На берегу Волго-донского канала, скромно и одиноко выглядывая где-то между небольшими модернистскими экспозициями кучек мусора, оставляемого любителями позагорать да поесть шашлычка на берегу местного водоема, любовался на шлюзующиеся корабли маленький пёстрый малиново-красный цветок. Всю свою жизнь он то ли просто сам себе придумал, то ли доверяя генной памяти своего предка, на самом деле точно знал, что сам он родом с удивительно прекрасного тропического острова, и так необычайно отдалился от своих собратьев потому, что когда-то давно его прадед, будучи маленькой юной луковицей, был случайно выронен из сумки подвыпившего моряка и, делать нечего, пророс на совершенно незнакомых сердцу почвах и по сей день одиноко и сиротливо проживает их род на чужих берегах, из поколения в поколение продолжая видеть сны о том, что они не просто маленькие одинокие цветы - они осколки субтропического солнца, трепетно ждущие своего родного корабля, который увезет их к жарким, солнечным, далеким берегам, но неминуемо все проходящие мимо судна скрываются за тонкой, зыбкой и недосягаемой полоской горизонта, где-то там, где совсем беззаботно, в водах, впадающих в море, купается огромная блестящая тарелка золотого солнца.

. . .

Перебравшись в город, Танино семейство стало жить не богато и, скорее даже, очень скромно: и за съемную квартиру заплати, и девочек, как дома, не отправишь на занятия в ярких разноцветных шитых из лоскутов воланами юбочках - хочешь не хочешь, обоим родителям приходится работать почти каждый день, да допоздна, в связи с чем близняшек на два года раньше и определили в первый класс: там тебе и уроки, и обед, и догляд, и присмотр, и группа продленного дня – из двух зол всегда же выбирают меньшее – пусть дети родителей дома почти и не видят, но зато сыты, обуты, и Андрюша вырастет серьезным, ответственным, осознающим с детства чувство долга заботиться о младших сестрах – водить их за руку домой из школы, объяснять, что значат разные цвета у светофора, следить, чтобы уроки делали, пока он с ребятами во дворе играется. В таком укладе и протекала жизнь семейства год за годом. Шло время, вырастали как грибы после дождя за окнами всё новые квадраты высоких домов, менялись люди, взгляды, техника, традиции и увлечения – менялась жизнь. Чужие дети, как известно, растут быстро, и возмужавший и посерьезневший Андрей уже с нетерпением дожидался последнего школьного звонка, осознанно и рассудительно готовился к поступлению в технарь. Всегда общительный, рано взявший ответственность за своё воспитание на себя и с младенчества точно различавший, что при случае стОит родителям рассказывать, а что «такие пустяки», что можно и без их осведомленности управиться, Андрюша был беспрекословным и неоспоримым любимцем всего их семейства. Машенька по характеру всегда была его прямейшей противоположностью: чуть что - бежала за помощью к брату или уставшую маму дергала за подол, но её пожизненная детскость и слегка наигранная беззащитность и зависимость от старших, на деле выполняли ту же роль, что и Андрюшина внешняя уверенность и самостоятельность, ничуть не меньше сближая Машеньку с родными.
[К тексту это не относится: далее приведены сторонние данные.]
//! The company entity and the validated inputs accepted by storage.

use std::str::FromStr;

use chrono::{DateTime, Utc};
use serde::{Deserialize, Serialize};

use crate::{CompanyError, CompanyId};

/// Legal form of a company.
#[derive(Debug, Clone, Copy, PartialEq, Eq, Hash, Serialize, Deserialize)]
pub enum CompanyType {
    Corporation,
    NonProfit,
    Cooperative,
    #[serde(rename = "Sole Proprietorship", alias = "SoleProprietorship")]
    SoleProprietorship,
}

impl CompanyType {
    pub const ALL: [CompanyType; 4] = [
        CompanyType::Corporation,
        CompanyType::NonProfit,
        CompanyType::Cooperative,
        CompanyType::SoleProprietorship,
    ];

    /// Wire and storage name of the type.
    pub fn as_str(&self) -> &'static str {
        match self {
            CompanyType::Corporation => "Corporation",
            CompanyType::NonProfit => "NonProfit",
            CompanyType::Cooperative => "Cooperative",
            CompanyType::SoleProprietorship => "Sole Proprietorship",
        }
    }
}

impl std::fmt::Display for CompanyType {
    fn fmt(&self, f: &mut std::fmt::Formatter<'_>) -> std::fmt::Result {
        f.write_str(self.as_str())
    }
}

impl FromStr for CompanyType {
    type Err = CompanyError;

    fn from_str(s: &str) -> Result<Self, Self::Err> {
        match s {
            "Corporation" => Ok(CompanyType::Corporation),
            "NonProfit" => Ok(CompanyType::NonProfit),
            "Cooperative" => Ok(CompanyType::Cooperative),
            "Sole Proprietorship" | "SoleProprietorship" => Ok(CompanyType::SoleProprietorship),
            other => Err(CompanyError::InvalidType(other.to_string())),
        }
    }
}

/// A stored company.
#[derive(Debug, Clone, PartialEq, Eq, Serialize, Deserialize)]
pub struct Company {
    pub id: CompanyId,
    pub name: String,
    pub description: Option<String>,
    pub amount_of_employees: u32,
    pub registered: bool,
    #[serde(rename = "type")]
    pub company_type: CompanyType,
    pub created_at: DateTime<Utc>,
    pub updated_at: DateTime<Utc>,
}

/// A validated company waiting to be stored.
///
/// Carries no identity or timestamps; the store assigns those.
#[derive(Debug, Clone, PartialEq, Eq)]
pub struct NewCompany {
    pub name: String,
    pub description: Option<String>,
    pub amount_of_employees: u32,
    pub registered: bool,
    pub company_type: CompanyType,
}

impl NewCompany {
    /// Materializes the stored form with the given identity and timestamp.
    pub fn into_company(self, id: CompanyId, now: DateTime<Utc>) -> Company {
        Company {
            id,
            name: self.name,
            description: self.description,
            amount_of_employees: self.amount_of_employees,
            registered: self.registered,
            company_type: self.company_type,
            created_at: now,
            updated_at: now,
        }
    }
}

/// A validated partial update.
///
/// `Some` fields overwrite the stored value, `None` fields keep it. `id` is
/// the identity the client sent in the payload, if any; the store rejects
/// the update when it is present and differs from the target.
#[derive(Debug, Clone, Default, PartialEq, Eq)]
pub struct CompanyChanges {
    pub id: Option<CompanyId>,
    pub name: Option<String>,
    pub description: Option<String>,
    pub amount_of_employees: Option<u32>,
    pub registered: Option<bool>,
    pub company_type: Option<CompanyType>,
}

impl CompanyChanges {
    /// Returns true when no attribute would change.
    pub fn is_empty(&self) -> bool {
        self.name.is_none()
            && self.description.is_none()
            && self.amount_of_employees.is_none()
            && self.registered.is_none()
            && self.company_type.is_none()
    }

    /// Returns true if the payload names an identity other than `target`.
    pub fn conflicts_with(&self, target: CompanyId) -> bool {
        matches!(self.id, Some(id) if !id.is_nil() && id != target)
    }

    /// Merges the present fields into `company` and bumps `updated_at`.
    pub fn apply_to(&self, company: &mut Company, now: DateTime<Utc>) {
        if let Some(name) = &self.name {
            company.name = name.clone();
        }
        if let Some(description) = &self.description {
            company.description = Some(description.clone());
        }
        if let Some(amount) = self.amount_of_employees {
            company.amount_of_employees = amount;
        }
        if let Some(registered) = self.registered {
            company.registered = registered;
        }
        if let Some(company_type) = self.company_type {
            company.company_type = company_type;
        }
        company.updated_at = now;
    }
}
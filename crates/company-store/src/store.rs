use std::sync::Arc;

use async_trait::async_trait;

use crate::{Company, CompanyChanges, CompanyId, NewCompany, Result};

/// Persistence contract for companies.
///
/// Implementations translate their own failures into [`common::CompanyError`]
/// before returning and must not publish events or hold locks beyond a
/// single call. Dropping a returned future aborts the call.
#[async_trait]
pub trait CompanyStore: Send + Sync {
    /// Stores a new company, assigning its identity and timestamps.
    ///
    /// Fails with `AlreadyExists` when the name is taken.
    async fn create(&self, company: NewCompany) -> Result<Company>;

    /// Merges `changes` into the company stored under `id`.
    ///
    /// Fails with `NotFound` when `id` is absent and with `IdentityMismatch`
    /// when the payload names a different, non-nil identity. The stored
    /// company is left untouched on failure.
    async fn update(&self, id: CompanyId, changes: CompanyChanges) -> Result<Company>;

    /// Removes the company stored under `id`.
    async fn delete(&self, id: CompanyId) -> Result<()>;

    /// Loads the company stored under `id`.
    async fn get(&self, id: CompanyId) -> Result<Company>;
}

#[async_trait]
impl<T: CompanyStore + ?Sized> CompanyStore for Arc<T> {
    async fn create(&self, company: NewCompany) -> Result<Company> {
        (**self).create(company).await
    }

    async fn update(&self, id: CompanyId, changes: CompanyChanges) -> Result<Company> {
        (**self).update(id, changes).await
    }

    async fn delete(&self, id: CompanyId) -> Result<()> {
        (**self).delete(id).await
    }

    async fn get(&self, id: CompanyId) -> Result<Company> {
        (**self).get(id).await
    }
}
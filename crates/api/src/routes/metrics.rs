//! Prometheus metrics endpoint.

use axum::extract::State;
use axum::http::header::CONTENT_TYPE;
use axum::response::IntoResponse;
use metrics_exporter_prometheus::PrometheusHandle;

const PROMETHEUS_CONTENT_TYPE: &str = "text/plain; version=0.0.4; charset=utf-8";

/// GET /metrics: counters and histograms in the Prometheus text format.
pub async fn get(State(handle): State<PrometheusHandle>) -> impl IntoResponse {
    ([(CONTENT_TYPE, PROMETHEUS_CONTENT_TYPE)], handle.render())
}
use chrono::{DateTime, Utc};
use common::{Company, CompanyId};
use serde::{Deserialize, Serialize};
use uuid::Uuid;

/// Entity name carried by every event this service emits.
pub const COMPANY_ENTITY: &str = "company";

/// Unique identifier for an event.
#[derive(Debug, Clone, Copy, PartialEq, Eq, Hash, Serialize, Deserialize)]
#[serde(transparent)]
pub struct EventId(Uuid);

impl EventId {
    /// Creates a new random event ID.
    pub fn new() -> Self {
        Self(Uuid::new_v4())
    }

    /// Returns the underlying UUID.
    pub fn as_uuid(&self) -> Uuid {
        self.0
    }
}

impl Default for EventId {
    fn default() -> Self {
        Self::new()
    }
}

impl std::fmt::Display for EventId {
    fn fmt(&self, f: &mut std::fmt::Formatter<'_>) -> std::fmt::Result {
        write!(f, "{}", self.0)
    }
}

/// The kind of mutation an event records.
#[derive(Debug, Clone, Copy, PartialEq, Eq, Hash, Serialize, Deserialize)]
#[serde(rename_all = "lowercase")]
pub enum Operation {
    Create,
    Update,
    Delete,
}

impl Operation {
    pub fn as_str(&self) -> &'static str {
        match self {
            Operation::Create => "create",
            Operation::Update => "update",
            Operation::Delete => "delete",
        }
    }
}

impl std::fmt::Display for Operation {
    fn fmt(&self, f: &mut std::fmt::Formatter<'_>) -> std::fmt::Result {
        f.write_str(self.as_str())
    }
}

/// Event payload: the company after the mutation, or only its identity for deletes.
#[derive(Debug, Clone, PartialEq, Eq, Serialize, Deserialize)]
#[serde(untagged)]
pub enum EventData {
    Company(Company),
    Id(CompanyId),
}

/// An immutable record of one successful mutation.
#[derive(Debug, Clone, PartialEq, Eq, Serialize, Deserialize)]
pub struct Event {
    /// Unique identifier for this event.
    pub event_id: EventId,

    pub operation: Operation,

    /// Always [`COMPANY_ENTITY`].
    pub entity: String,

    /// When the mutation was confirmed by storage.
    pub occurred_at: DateTime<Utc>,

    pub data: EventData,
}

impl Event {
    fn new(operation: Operation, data: EventData) -> Self {
        Self {
            event_id: EventId::new(),
            operation,
            entity: COMPANY_ENTITY.to_string(),
            occurred_at: Utc::now(),
            data,
        }
    }

    /// Event for a newly stored company.
    pub fn created(company: Company) -> Self {
        Self::new(Operation::Create, EventData::Company(company))
    }

    /// Event carrying the merged company after an update.
    pub fn updated(company: Company) -> Self {
        Self::new(Operation::Update, EventData::Company(company))
    }

    /// Event carrying only the identity of a deleted company.
    pub fn deleted(id: CompanyId) -> Self {
        Self::new(Operation::Delete, EventData::Id(id))
    }

    /// Identity of the company the event is about.
    pub fn company_id(&self) -> CompanyId {
        match &self.data {
            EventData::Company(company) => company.id,
            EventData::Id(id) => *id,
        }
    }
}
   Молчаливая, спокойная Татьяна же всю жизнь держалась обособленно – тихо, медленно, старательно, без шума справляясь со всеми детско-юношескими проблемами, делами и трудностями, оберегая вечно занятых родителей от лишнего беспокойства и по возможности ублажая все желания любимых сестрички и брата – её воспринимали, скорее, как должное, как нечто, что само по себе всегда рядом, всегда в порядке, что-то, не требующее особого внимания: есть Таня – вот и славно - уроки сделаны, форма поглажена, ни проблем, ни вопросов – молодец, дочка. Когда дети выросли, с деньгами в семье стало совсем туго, да и тяжко столько лет прожить без собственного жилья – в результате чего на семейном совете, состоявшем только из матери и отца, была одобрена и единогласно утверждена попытка улучшить свой достаток и благосостояние, отправившись «на севера». Подростков, разумеется, в эти холодные края, удаленные от «цивилизованной» европейской части нашей «великой, могучей и бескрайней родины», брать с собой никто не собирался. Так молодежь оказалась предоставлена самой себе и лишилась даже видимости родительского воспитания.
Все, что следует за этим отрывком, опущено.